- _SOURCE RECORDS_
+ + + + + + +

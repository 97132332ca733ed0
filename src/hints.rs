//! One-ply move hints for the human player.
//!
//! Unlike the bot search this never looks past the opponent's immediate
//! reply. Every legal move is played once, tagged with the categories it
//! fits, and scored from flat bonuses. Each bonus carries jitter and the
//! whole call shares a fresh variety seed, so near-equal moves come back in
//! a different order from call to call while clear winners stay on top.

use cozy_chess::{Color, Piece, Rank, Square};
use log::{debug, error};
use rand::rngs::SmallRng;
use rand::seq::SliceRandom;
use rand::Rng;

use crate::board::{ChessMove, ChessRules};
use crate::config::EngineConfig;
use crate::search::eval::piece_value;
use crate::search::ordering::CENTER;

pub const BEST_LABEL: &str = "Best";

const CHECKMATE_SCORE: i32 = 100_000;
const CHECK_BONUS: i32 = 60;
const FREE_CAPTURE_BONUS: i32 = 50;
const GOOD_TRADE_BONUS: i32 = 20;
const EVEN_TRADE_BONUS: i32 = 10;
const CASTLE_BONUS: i32 = 70;
const CENTER_BONUS: i32 = 30;
const DEVELOPMENT_BONUS: i32 = 35;
const ATTACK_BONUS: i32 = 15;
const SAFE_BONUS: i32 = 5;
/// Ranks 2..SHUFFLE_SPAN may be reshuffled; rank 1 only moves on a tie.
const SHUFFLE_SPAN: usize = 4;

const KNIGHT_DEVELOPMENT: [Square; 4] = [Square::C3, Square::F3, Square::D2, Square::E2];
const BISHOP_DEVELOPMENT: [Square; 8] =
    [Square::B5, Square::C4, Square::D3, Square::E2, Square::D2, Square::E3, Square::F4, Square::G5];

#[derive(Debug, Clone, Copy, PartialEq, Eq, Hash)]
pub enum HintCategory {
    Checkmate,
    Check,
    FreeCapture,
    GoodTrade,
    EvenTrade,
    BadTrade,
    Castle,
    CenterControl,
    Development,
    Attack,
    Safe,
    Quiet,
}

impl HintCategory {
    pub fn label(self) -> &'static str {
        match self {
            HintCategory::Checkmate => "Checkmate",
            HintCategory::Check => "Check",
            HintCategory::FreeCapture => "Free capture",
            HintCategory::GoodTrade => "Good trade",
            HintCategory::EvenTrade => "Even trade",
            HintCategory::BadTrade => "Bad trade",
            HintCategory::Castle => "Castle",
            HintCategory::CenterControl => "Center control",
            HintCategory::Development => "Development",
            HintCategory::Attack => "Attack",
            HintCategory::Safe => "Safe",
            HintCategory::Quiet => "Quiet",
        }
    }
}

/// A ranked hint. `category` is what the move does; `label` is the text
/// shown to the player, which is [`BEST_LABEL`] for the first entry.
#[derive(Debug, Clone, PartialEq)]
pub struct Suggestion {
    pub mv: ChessMove,
    pub san: String,
    pub score: i32,
    pub category: HintCategory,
    pub label: String,
}

#[derive(Debug, Clone, Copy, PartialEq)]
pub struct HintParams {
    pub jitter: i32,
    pub variety: i32,
    pub tie_delta: i32,
    pub shuffle_probability: f64,
}

impl HintParams {
    pub fn from_config(cfg: &EngineConfig) -> Self {
        Self {
            jitter: cfg.hint_jitter,
            variety: cfg.hint_variety,
            tie_delta: cfg.hint_tie_delta,
            shuffle_probability: cfg.hint_shuffle_probability,
        }
    }

    /// No randomness at all; handy for tests that compare raw scores.
    pub fn deterministic() -> Self { Self { jitter: 0, variety: 0, tie_delta: 0, shuffle_probability: 0.0 } }
}

impl Default for HintParams {
    fn default() -> Self { Self::from_config(&EngineConfig::default()) }
}

struct Candidate {
    mv: ChessMove,
    score: i32,
    category: HintCategory,
}

fn jittered(base: i32, jitter: i32, rng: &mut SmallRng) -> i32 {
    if jitter <= 0 { base } else { base + rng.gen_range(0..=jitter) }
}

fn splitmix64(mut x: u64) -> u64 {
    x = x.wrapping_add(0x9E37_79B9_7F4A_7C15);
    let mut z = x;
    z = (z ^ (z >> 30)).wrapping_mul(0xBF58_476D_1CE4_E5B9);
    z = (z ^ (z >> 27)).wrapping_mul(0x94D0_49BB_1331_11EB);
    z ^ (z >> 31)
}

fn variety_offset(seed: u64, mv: &ChessMove, variety: i32) -> i32 {
    if variety <= 0 { return 0; }
    let key = ((mv.from as u64) << 6) | mv.to as u64;
    let span = (2 * variety + 1) as u64;
    (splitmix64(seed ^ key) % span) as i32 - variety
}

fn is_development(mv: &ChessMove) -> bool {
    let (home, to) = match mv.color {
        Color::White => (Rank::First, mv.to),
        Color::Black => (Rank::Eighth, mv.to.flip_rank()),
    };
    if mv.from.rank() != home { return false; }
    match mv.piece {
        Piece::Knight => KNIGHT_DEVELOPMENT.contains(&to),
        Piece::Bishop => BISHOP_DEVELOPMENT.contains(&to),
        _ => false,
    }
}

/// Value of the most valuable enemy piece that the mover attacks after the
/// move but did not attack before it. Scales the bonus for moving onto a
/// square the mover did not control.
fn new_attack_value<P: ChessRules>(before: &P, after: &P, mover: Color) -> Option<i32> {
    Square::ALL
        .into_iter()
        .filter_map(|sq| match after.piece_at(sq) {
            Some((c, p)) if c != mover && p != Piece::King => Some((sq, p)),
            _ => None,
        })
        .filter(|&(sq, _)| after.is_attacked(sq, mover) && !before.is_attacked(sq, mover))
        .map(|(_, p)| piece_value(p))
        .max()
}

fn score_move<P: ChessRules>(pos: &P, mv: &ChessMove, params: &HintParams, rng: &mut SmallRng) -> Option<(i32, HintCategory)> {
    let child = match pos.child(mv) {
        Ok(c) => c,
        Err(e) => { error!("hint analysis skipped a generated move: {e}"); return None; }
    };
    if child.is_checkmate() {
        return Some((jittered(CHECKMATE_SCORE, params.jitter, rng), HintCategory::Checkmate));
    }

    let mover = mv.color;
    let j = params.jitter;
    let recapturable = child.legal_moves().iter().any(|r| r.to == mv.to);
    let mut tags: Vec<(HintCategory, i32)> = Vec::new();
    let mut score = 0;

    if let Some(victim) = mv.captured {
        let gain = piece_value(victim);
        if !recapturable {
            tags.push((HintCategory::FreeCapture, jittered(gain + FREE_CAPTURE_BONUS, j, rng)));
        } else {
            let diff = gain - piece_value(mv.piece);
            let tag = match diff {
                d if d > 0 => (HintCategory::GoodTrade, jittered(d + GOOD_TRADE_BONUS, j, rng)),
                0 => (HintCategory::EvenTrade, jittered(EVEN_TRADE_BONUS, j, rng)),
                d => (HintCategory::BadTrade, jittered(d, j, rng)),
            };
            tags.push(tag);
        }
    } else if recapturable && !child.is_attacked(mv.to, mover) {
        // the moved piece hangs
        score -= piece_value(mv.piece) / 2;
    }
    if let Some(p) = mv.promotion { score += piece_value(p) - piece_value(Piece::Pawn); }
    if child.is_check() { tags.push((HintCategory::Check, jittered(CHECK_BONUS, j, rng))); }
    if mv.is_castle() { tags.push((HintCategory::Castle, jittered(CASTLE_BONUS, j, rng))); }
    if CENTER.contains(&mv.to) { tags.push((HintCategory::CenterControl, jittered(CENTER_BONUS, j, rng))); }
    if is_development(mv) { tags.push((HintCategory::Development, jittered(DEVELOPMENT_BONUS, j, rng))); }
    if !pos.is_attacked(mv.to, mover) {
        let extra = new_attack_value(pos, &child, mover).map_or(0, |v| v / 10);
        tags.push((HintCategory::Attack, jittered(ATTACK_BONUS + extra, j, rng)));
    }
    if !recapturable { score += jittered(SAFE_BONUS, j, rng); }

    score += tags.iter().map(|&(_, b)| b).sum::<i32>();
    let category = tags
        .iter()
        .max_by_key(|&&(_, b)| b.abs())
        .map(|&(c, _)| c)
        .unwrap_or(if recapturable { HintCategory::Quiet } else { HintCategory::Safe });
    Some((score, category))
}

fn break_ties(cands: &mut [Candidate], params: &HintParams, rng: &mut SmallRng) {
    let mut start = 0;
    while start < cands.len() {
        let mut end = start + 1;
        while end < cands.len() && cands[start].score - cands[end].score <= params.tie_delta { end += 1; }
        if end - start > 1 { cands[start..end].shuffle(rng); }
        start = end;
    }
    if cands.len() > 2 && rng.gen_bool(params.shuffle_probability) {
        let span = SHUFFLE_SPAN.min(cands.len());
        cands[1..span].shuffle(rng);
    }
}

/// Top `count` labeled suggestions for `side`. Empty when `side` is not to
/// move or has no legal moves.
pub fn analyze<P: ChessRules>(pos: &P, side: Color, count: usize, params: &HintParams, rng: &mut SmallRng) -> Vec<Suggestion> {
    if count == 0 { return Vec::new(); }
    if side != pos.side_to_move() {
        debug!("hints requested for {side:?} but {:?} is to move", pos.side_to_move());
        return Vec::new();
    }
    let moves = pos.legal_moves();
    if moves.is_empty() { return Vec::new(); }

    let variety_seed: u64 = rng.gen();
    let mut cands: Vec<Candidate> = Vec::with_capacity(moves.len());
    for mv in moves {
        let Some((score, category)) = score_move(pos, &mv, params, rng) else { continue };
        let score = score + variety_offset(variety_seed, &mv, params.variety);
        cands.push(Candidate { mv, score, category });
    }
    cands.sort_by_key(|c| -c.score);
    break_ties(&mut cands, params, rng);

    cands
        .into_iter()
        .take(count)
        .enumerate()
        .map(|(i, c)| Suggestion {
            san: pos.san(&c.mv),
            label: if i == 0 { BEST_LABEL.to_string() } else { c.category.label().to_string() },
            mv: c.mv,
            score: c.score,
            category: c.category,
        })
        .collect()
}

+ + + + + + +

- _ASSIGNMENT_
Lines that hold the word "crate" are the ones to copy from the entries above.

- _RESULT_
use crate::board::{ChessMove, ChessRules};
use crate::config::EngineConfig;
use crate::search::eval::piece_value;
use crate::search::ordering::CENTER;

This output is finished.